Principle of detailed balance and convergence assessment of Markov Chain Monte Carlo methods and simulated annealing

TL;DR

This paper introduces a convergence diagnostic for Markov Chain Monte Carlo methods based on detailed balance, providing an intuitive and practical tool for assessing convergence and comparing algorithm efficiency.

Contribution

It proposes a new qualitative convergence criterion rooted in detailed balance, applicable under weak conditions, and demonstrates its use in simulated annealing and sampling tasks.

Findings

The criterion effectively assesses convergence in various sampling scenarios.

It can serve as a stopping rule for simulated annealing.

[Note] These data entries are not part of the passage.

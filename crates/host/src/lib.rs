//! Composition root for a bus host process.
//!
//! Wires the loyalty saga and its notification handler into a
//! [`MessageBus`] configured from the environment.

pub mod config;
pub mod error;

use std::sync::Arc;

use async_trait::async_trait;
use bus::{Bus, BusConfig, HandlerError, Handles, MessageBus};
use saga::loyalty::{self, CustomerMadePreferred};

pub use error::{HostError, Result};

/// Logs every customer that reaches preferred status.
pub struct PreferredCustomerNotifier;

#[async_trait]
impl Handles<CustomerMadePreferred> for PreferredCustomerNotifier {
    async fn handle(
        &self,
        event: CustomerMadePreferred,
        bus: &dyn Bus,
    ) -> std::result::Result<(), HandlerError> {
        tracing::info!(
            customer_id = %event.customer_id,
            running_total = event.running_total,
            endpoint = %bus.endpoints().local,
            "customer made preferred"
        );
        metrics::counter!("customers_made_preferred_total").increment(1);
        Ok(())
    }
}

/// Builds the host's bus.
pub async fn build_bus(config: BusConfig) -> Result<MessageBus> {
    let bus = MessageBus::builder(config)
        .saga(loyalty::definition()?)
        .consumes::<CustomerMadePreferred, _>(Arc::new(PreferredCustomerNotifier))
        .build()
        .await?;
    Ok(bus)
}
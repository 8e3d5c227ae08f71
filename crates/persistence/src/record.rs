use serde::{Deserialize, Serialize, de::DeserializeOwned};

use crate::{MessageId, SagaId};

/// Version number of a saga instance, used for optimistic concurrency control.
///
/// A freshly created instance is at version 0; every successful save
/// persists the next version.
#[derive(
    Debug, Clone, Copy, PartialEq, Eq, PartialOrd, Ord, Hash, Default, Serialize, Deserialize,
)]
#[serde(transparent)]
pub struct Version(i64);

impl Version {
    /// Creates a new version from a raw value.
    pub fn new(value: i64) -> Self {
        Self(value)
    }

    /// Returns the initial version (0) of an unsaved instance.
    pub fn initial() -> Self {
        Self(0)
    }

    /// Returns the next version.
    pub fn next(&self) -> Self {
        Self(self.0 + 1)
    }

    /// Returns the raw version value.
    pub fn as_i64(&self) -> i64 {
        self.0
    }
}

impl std::fmt::Display for Version {
    fn fmt(&self, f: &mut std::fmt::Formatter<'_>) -> std::fmt::Result {
        write!(f, "{}", self.0)
    }
}

impl From<i64> for Version {
    fn from(value: i64) -> Self {
        Self(value)
    }
}

impl From<Version> for i64 {
    fn from(version: Version) -> Self {
        version.0
    }
}

/// Side effects a saga instance still owes for one delivery.
///
/// Written together with the state change that produced them, and cleared
/// once the bus has carried them out. A redelivery of the same message
/// finds its outbox and replays the actions instead of running the saga
/// again.
#[derive(Debug, Clone, PartialEq, Serialize, Deserialize)]
pub struct Outbox {
    /// The delivery that produced the actions.
    pub message_id: MessageId,

    /// Whether that delivery completed the saga.
    #[serde(default)]
    pub completed: bool,

    /// The owed actions, in the saga's own encoding.
    pub actions: serde_json::Value,
}

/// Persisted state of one saga instance.
///
/// The saga-specific fields travel as an opaque JSON blob; the store only
/// interprets the id, type, state name and version.
#[derive(Debug, Clone, PartialEq, Serialize, Deserialize)]
pub struct SagaRecord {
    /// The saga instance id.
    pub id: SagaId,

    /// The saga definition this instance belongs to.
    pub saga_type: String,

    /// Name of the current state.
    pub state: String,

    /// Version the record was read at (or saved as).
    pub version: Version,

    /// Whether further message processing is suspended.
    #[serde(default)]
    pub suspended: bool,

    /// The saga-declared fields.
    pub data: serde_json::Value,

    /// Actions not yet carried out, if any.
    #[serde(default, skip_serializing_if = "Option::is_none")]
    pub outbox: Option<Outbox>,
}

impl SagaRecord {
    /// Creates an unsaved record at the initial version.
    pub fn new(
        id: SagaId,
        saga_type: impl Into<String>,
        state: impl Into<String>,
        data: serde_json::Value,
    ) -> Self {
        Self {
            id,
            saga_type: saga_type.into(),
            state: state.into(),
            version: Version::initial(),
            suspended: false,
            data,
            outbox: None,
        }
    }

    /// Creates a record from serializable saga data.
    pub fn from_data<T: Serialize>(
        id: SagaId,
        saga_type: impl Into<String>,
        state: impl Into<String>,
        data: &T,
    ) -> Result<Self, serde_json::Error> {
        Ok(Self::new(id, saga_type, state, serde_json::to_value(data)?))
    }

    /// Deserializes the saga data into a concrete type.
    pub fn data_as<T: DeserializeOwned>(&self) -> Result<T, serde_json::Error> {
        serde_json::from_value(self.data.clone())
    }

    /// Returns true if the record holds the outbox of `message_id`.
    pub fn owes_actions_for(&self, message_id: MessageId) -> bool {
        self.outbox
            .as_ref()
            .is_some_and(|outbox| outbox.message_id == message_id)
    }

    /// Sets the version.
    pub fn at_version(mut self, version: Version) -> Self {
        self.version = version;
        self
    }
}
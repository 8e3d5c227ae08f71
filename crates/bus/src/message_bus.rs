//! The bus composition root.

use std::any::Any;
use std::collections::HashMap;
use std::sync::Arc;

use async_trait::async_trait;
use chrono::Duration;
use common::{Endpoint, MessageId};
use messaging::{Envelope, Message, TransportMessage};
use persistence::{
    InMemorySagaStore, InMemoryTimeoutStore, SagaStore, TimeoutEntry, TimeoutId, TimeoutStore,
};
use saga::{SagaData, SagaDefinition, SagaHandler, SagaRuntime};

use crate::callback::{Callback, CallbackRegistry};
use crate::collaborators::Collaborators;
use crate::config::BusConfig;
use crate::dispatcher::{DispatchReport, Dispatcher};
use crate::error::DispatchError;
use crate::facade::{Bus, Endpoints, ScheduledTimeout};
use crate::fault::{FaultHandler, ForwardToErrorEndpoint};
use crate::handler::Handles;
use crate::poller::TimeoutPoller;
use crate::registry::{ConsumerRegistry, HandlerChain};
use crate::transport::{InMemoryTransport, Transport};
use crate::worker::{RetryPolicy, WorkerPool};
use crate::{BusError, Result};

type Registration = Box<dyn FnOnce(&ConsumerRegistry, &Arc<dyn SagaStore>) + Send>;

/// Builder for [`MessageBus`].
///
/// Stores and transport default to the in-memory implementations.
pub struct MessageBusBuilder {
    config: BusConfig,
    transport: Option<Arc<dyn Transport>>,
    saga_store: Option<Arc<dyn SagaStore>>,
    timeouts: Option<Arc<dyn TimeoutStore>>,
    fault_handler: Option<Arc<dyn FaultHandler>>,
    routes: HashMap<String, Endpoint>,
    chains: Vec<HandlerChain>,
    collaborators: Collaborators,
    registrations: Vec<Registration>,
}

impl MessageBusBuilder {
    fn new(config: BusConfig) -> Self {
        Self {
            config,
            transport: None,
            saga_store: None,
            timeouts: None,
            fault_handler: None,
            routes: HashMap::new(),
            chains: Vec::new(),
            collaborators: Collaborators::new(),
            registrations: Vec::new(),
        }
    }

    pub fn transport(mut self, transport: Arc<dyn Transport>) -> Self {
        self.transport = Some(transport);
        self
    }

    pub fn saga_store(mut self, store: Arc<dyn SagaStore>) -> Self {
        self.saga_store = Some(store);
        self
    }

    pub fn timeout_store(mut self, store: Arc<dyn TimeoutStore>) -> Self {
        self.timeouts = Some(store);
        self
    }

    /// Replaces the default forwarding to the error endpoint.
    pub fn fault_handler(mut self, handler: Arc<dyn FaultHandler>) -> Self {
        self.fault_handler = Some(handler);
        self
    }

    /// Routes sends of `M` (and of messages implementing it) to `endpoint`.
    pub fn route<M: Message>(self, endpoint: impl Into<Endpoint>) -> Self {
        self.route_type(M::message_type(), endpoint)
    }

    /// Routes sends of the named type to `endpoint`.
    pub fn route_type(mut self, message_type: impl Into<String>, endpoint: impl Into<Endpoint>) -> Self {
        self.routes.insert(message_type.into(), endpoint.into());
        self
    }

    /// Fixes the consumer order for one message type.
    pub fn chain(mut self, chain: HandlerChain) -> Self {
        self.chains.push(chain);
        self
    }

    /// Makes `collaborator` available through `Bus::find`.
    pub fn collaborator<T: Any + Send + Sync>(mut self, collaborator: Arc<T>) -> Self {
        self.collaborators.register(collaborator);
        self
    }

    /// Registers a stateless handler for `M`.
    pub fn consumes<M, H>(mut self, handler: Arc<H>) -> Self
    where
        M: Message,
        H: Handles<M> + 'static,
    {
        self.registrations.push(Box::new(
            move |registry: &ConsumerRegistry, _: &Arc<dyn SagaStore>| {
                registry.consumes::<M, H>(handler)
            },
        ));
        self
    }

    /// Registers a saga running against the bus's saga store.
    pub fn saga<D: SagaData>(self, definition: SagaDefinition<D>) -> Self {
        self.saga_with(definition, |runtime| runtime)
    }

    /// Registers a saga, customizing its runtime (finders, merger).
    pub fn saga_with<D, F>(mut self, definition: SagaDefinition<D>, configure: F) -> Self
    where
        D: SagaData,
        F: FnOnce(SagaRuntime<D>) -> SagaRuntime<D> + Send + 'static,
    {
        self.registrations.push(Box::new(
            move |registry: &ConsumerRegistry, store: &Arc<dyn SagaStore>| {
                let runtime = configure(SagaRuntime::new(definition, store.clone()));
                registry.register_saga(Arc::new(runtime));
            },
        ));
        self
    }

    /// Registers an already assembled saga handler.
    pub fn saga_handler(mut self, handler: Arc<dyn SagaHandler>) -> Self {
        self.registrations.push(Box::new(
            move |registry: &ConsumerRegistry, _: &Arc<dyn SagaStore>| {
                registry.register_saga(handler)
            },
        ));
        self
    }

    /// Builds the bus and subscribes its endpoint to every consumed type.
    pub async fn build(self) -> Result<MessageBus> {
        let endpoints = self.config.endpoints();
        let transport: Arc<dyn Transport> = match self.transport {
            Some(transport) => transport,
            None => Arc::new(InMemoryTransport::new()),
        };
        let saga_store: Arc<dyn SagaStore> = match self.saga_store {
            Some(store) => store,
            None => Arc::new(InMemorySagaStore::new()),
        };
        let timeouts: Arc<dyn TimeoutStore> = match self.timeouts {
            Some(store) => store,
            None => Arc::new(InMemoryTimeoutStore::new()),
        };
        let fault_handler: Arc<dyn FaultHandler> = match self.fault_handler {
            Some(handler) => handler,
            None => Arc::new(ForwardToErrorEndpoint::new(
                transport.clone(),
                endpoints.error.clone(),
            )),
        };

        let registry = Arc::new(ConsumerRegistry::new());
        for register in self.registrations {
            register(&registry, &saga_store);
        }
        for chain in self.chains {
            registry.configure_chain(chain);
        }
        for message_type in registry.message_types() {
            transport.subscribe(&message_type, &endpoints.local).await?;
        }

        let callbacks = Arc::new(CallbackRegistry::new(
            timeouts.clone(),
            endpoints.local.clone(),
        ));
        let dispatcher = Dispatcher::new(
            registry.clone(),
            callbacks.clone(),
            timeouts.clone(),
            fault_handler.clone(),
            endpoints.local.clone(),
        );

        tracing::info!(
            endpoint = %endpoints.local,
            consumers = registry.len(),
            routes = self.routes.len(),
            "Message bus built"
        );

        Ok(MessageBus {
            inner: Arc::new(Inner {
                config: self.config,
                endpoints,
                transport,
                registry,
                callbacks,
                timeouts,
                saga_store,
                dispatcher,
                routes: self.routes,
                collaborators: self.collaborators,
                fault_handler,
            }),
        })
    }
}

struct Inner {
    config: BusConfig,
    endpoints: Endpoints,
    transport: Arc<dyn Transport>,
    registry: Arc<ConsumerRegistry>,
    callbacks: Arc<CallbackRegistry>,
    timeouts: Arc<dyn TimeoutStore>,
    saga_store: Arc<dyn SagaStore>,
    dispatcher: Dispatcher,
    routes: HashMap<String, Endpoint>,
    collaborators: Collaborators,
    fault_handler: Arc<dyn FaultHandler>,
}

/// A message bus instance.
///
/// Cheap to clone; clones share registries, stores and transport.
#[derive(Clone)]
pub struct MessageBus {
    inner: Arc<Inner>,
}

/// The envelope being dispatched, as far as replies need to know.
struct ReplyContext {
    message_id: MessageId,
    reply_to: Option<Endpoint>,
}

/// The bus as lent to consumers during one dispatch.
struct BusContext<'a> {
    bus: &'a MessageBus,
    current: ReplyContext,
}

impl MessageBus {
    /// Starts building a bus.
    pub fn builder(config: BusConfig) -> MessageBusBuilder {
        MessageBusBuilder::new(config)
    }

    /// Dispatches one inbound envelope.
    pub async fn dispatch(&self, envelope: &mut Envelope) -> std::result::Result<DispatchReport, DispatchError> {
        let context = BusContext {
            bus: self,
            current: ReplyContext {
                message_id: envelope.id,
                reply_to: envelope.headers.reply_to.clone(),
            },
        };
        self.inner.dispatcher.dispatch(&context, envelope).await
    }

    /// Registers a transient handler and subscribes the local endpoint to `M`.
    pub async fn register_transient<M, H>(&self, handler: Arc<H>) -> Result<()>
    where
        M: Message,
        H: Handles<M> + 'static,
    {
        self.inner.registry.transient::<M, H>(handler);
        self.inner
            .transport
            .subscribe(M::message_type(), &self.inner.endpoints.local)
            .await
    }

    /// Removes every registration of `consumer`.
    pub fn unregister<T: ?Sized>(&self, consumer: &Arc<T>) -> usize {
        self.inner.registry.unregister(consumer)
    }

    /// Starts the configured number of workers on the local endpoint.
    pub async fn start_workers(&self) -> WorkerPool {
        let inbox = self.inner.transport.inbox(&self.inner.endpoints.local).await;
        WorkerPool::start(
            self.clone(),
            inbox,
            self.inner.config.workers,
            RetryPolicy::new(self.inner.config.max_retries),
        )
    }

    /// Creates the poller delivering this endpoint's timeouts.
    pub fn timeout_poller(&self) -> TimeoutPoller {
        TimeoutPoller::new(
            self.inner.timeouts.clone(),
            self.inner.transport.clone(),
            self.inner.endpoints.local.clone(),
            self.inner.config.timeout_poll_interval,
        )
    }

    pub fn config(&self) -> &BusConfig {
        &self.inner.config
    }

    pub fn registry(&self) -> &Arc<ConsumerRegistry> {
        &self.inner.registry
    }

    pub fn callbacks(&self) -> &Arc<CallbackRegistry> {
        &self.inner.callbacks
    }

    pub fn transport(&self) -> &Arc<dyn Transport> {
        &self.inner.transport
    }

    pub fn saga_store(&self) -> &Arc<dyn SagaStore> {
        &self.inner.saga_store
    }

    pub fn timeout_store(&self) -> &Arc<dyn TimeoutStore> {
        &self.inner.timeouts
    }

    pub fn fault_handler(&self) -> &Arc<dyn FaultHandler> {
        &self.inner.fault_handler
    }

    fn outbound(&self, message: TransportMessage) -> Envelope {
        let mut envelope = Envelope::new(message).with_reply_to(self.inner.endpoints.local.clone());
        envelope.headers.local_endpoint = Some(self.inner.endpoints.local.clone());
        envelope
    }

    fn route_for(&self, message: &TransportMessage) -> Option<&Endpoint> {
        message
            .applicable_types()
            .into_iter()
            .find_map(|message_type| self.inner.routes.get(message_type))
    }

    async fn audit(&self, envelope: &Envelope) -> Result<()> {
        if let Some(log) = &self.inner.endpoints.log {
            self.inner.transport.send(log, envelope.clone()).await?;
        }
        Ok(())
    }

    async fn publish_outbound(&self, message: TransportMessage) -> Result<()> {
        let envelope = self.outbound(message);
        self.audit(&envelope).await?;
        let message_type = envelope.message.message_type().to_string();
        let reached = self.inner.transport.publish(envelope).await?;
        tracing::debug!(%message_type, subscribers = reached, "message published");
        Ok(())
    }

    async fn send_outbound(
        &self,
        destination: Option<Endpoint>,
        message: TransportMessage,
    ) -> Result<Callback> {
        let destination = match destination {
            Some(endpoint) => endpoint,
            None => self
                .route_for(&message)
                .cloned()
                .ok_or_else(|| BusError::NoRoute(message.message_type().to_string()))?,
        };

        let envelope = self.outbound(message);
        let callback = self.inner.callbacks.track(&envelope);
        self.audit(&envelope).await?;
        self.inner.transport.send(&destination, envelope).await?;
        Ok(callback)
    }

    async fn reply_outbound(&self, current: Option<&ReplyContext>, message: TransportMessage) -> Result<()> {
        let current = current.ok_or(BusError::NoMessageToReplyTo)?;
        let destination = current
            .reply_to
            .clone()
            .ok_or(BusError::NoReplyAddress(current.message_id))?;

        let envelope = self.outbound(message).in_reply_to(current.message_id);
        self.audit(&envelope).await?;
        self.inner.transport.send(&destination, envelope).await
    }

    async fn schedule(&self, delay: Duration, message: TransportMessage) -> Result<ScheduledTimeout> {
        let entry = TimeoutEntry::new(self.inner.endpoints.local.clone(), delay, message);
        let scheduled = ScheduledTimeout {
            id: entry.id(),
            at: entry.at(),
        };
        self.inner.timeouts.add(entry).await?;
        metrics::counter!("timeouts_scheduled_total").increment(1);
        tracing::debug!(timeout_id = %scheduled.id, at = %scheduled.at, "timeout scheduled");
        Ok(scheduled)
    }

    async fn cancel(&self, id: TimeoutId) -> Result<bool> {
        Ok(self.inner.timeouts.remove(id).await?)
    }
}

#[async_trait]
impl Bus for MessageBus {
    fn endpoints(&self) -> &Endpoints {
        &self.inner.endpoints
    }

    fn collaborators(&self) -> &Collaborators {
        &self.inner.collaborators
    }

    async fn publish_message(&self, message: TransportMessage) -> Result<()> {
        self.publish_outbound(message).await
    }

    async fn send_message(&self, destination: Option<Endpoint>, message: TransportMessage) -> Result<Callback> {
        self.send_outbound(destination, message).await
    }

    async fn reply_message(&self, message: TransportMessage) -> Result<()> {
        self.reply_outbound(None, message).await
    }

    async fn schedule_message(&self, delay: Duration, message: TransportMessage) -> Result<ScheduledTimeout> {
        self.schedule(delay, message).await
    }

    async fn cancel_timeout(&self, id: TimeoutId) -> Result<bool> {
        self.cancel(id).await
    }
}

#[async_trait]
impl Bus for BusContext<'_> {
    fn endpoints(&self) -> &Endpoints {
        &self.bus.inner.endpoints
    }

    fn collaborators(&self) -> &Collaborators {
        &self.bus.inner.collaborators
    }

    async fn publish_message(&self, message: TransportMessage) -> Result<()> {
        self.bus.publish_outbound(message).await
    }

    async fn send_message(&self, destination: Option<Endpoint>, message: TransportMessage) -> Result<Callback> {
        self.bus.send_outbound(destination, message).await
    }

    async fn reply_message(&self, message: TransportMessage) -> Result<()> {
        self.bus.reply_outbound(Some(&self.current), message).await
    }

    async fn schedule_message(&self, delay: Duration, message: TransportMessage) -> Result<ScheduledTimeout> {
        self.bus.schedule(delay, message).await
    }

    async fn cancel_timeout(&self, id: TimeoutId) -> Result<bool> {
        self.bus.cancel(id).await
    }
}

A new measure of algorithm efficiency is derived from the criterion.

Abstract

Markov Chain Monte Carlo (MCMC) methods are employed to sample from a given distribution of interest, whenever either the distribution does not exist in closed form, or, if it does, no efficient method to simulate an independent sample from it is available. Although a wealth of diagnostic tools for convergence assessment of MCMC methods have been proposed in the last two decades, the search for a dependable and easy to implement tool is ongoing. We present in this article a criterion based on the principle of detailed balance which provides a qualitative assessment of the convergence of a given chain. The criterion is based on the behaviour of a one-dimensional statistic, whose asymptotic distribution under the assumption of stationarity is derived; our results apply under weak conditions and have the advantage of being completely intuitive. We implement this criterion as a stopping rule for simulated annealing in the problem of finding maximum likelihood estimators for parameters of a 20-component mixture model. We also apply it to the problem of sampling from a 10-dimensional funnel distribution via slice sampling and the Metropolis-Hastings algorithm. Furthermore, based on this convergence criterion we define a measure of efficiency of one algorithm versus another.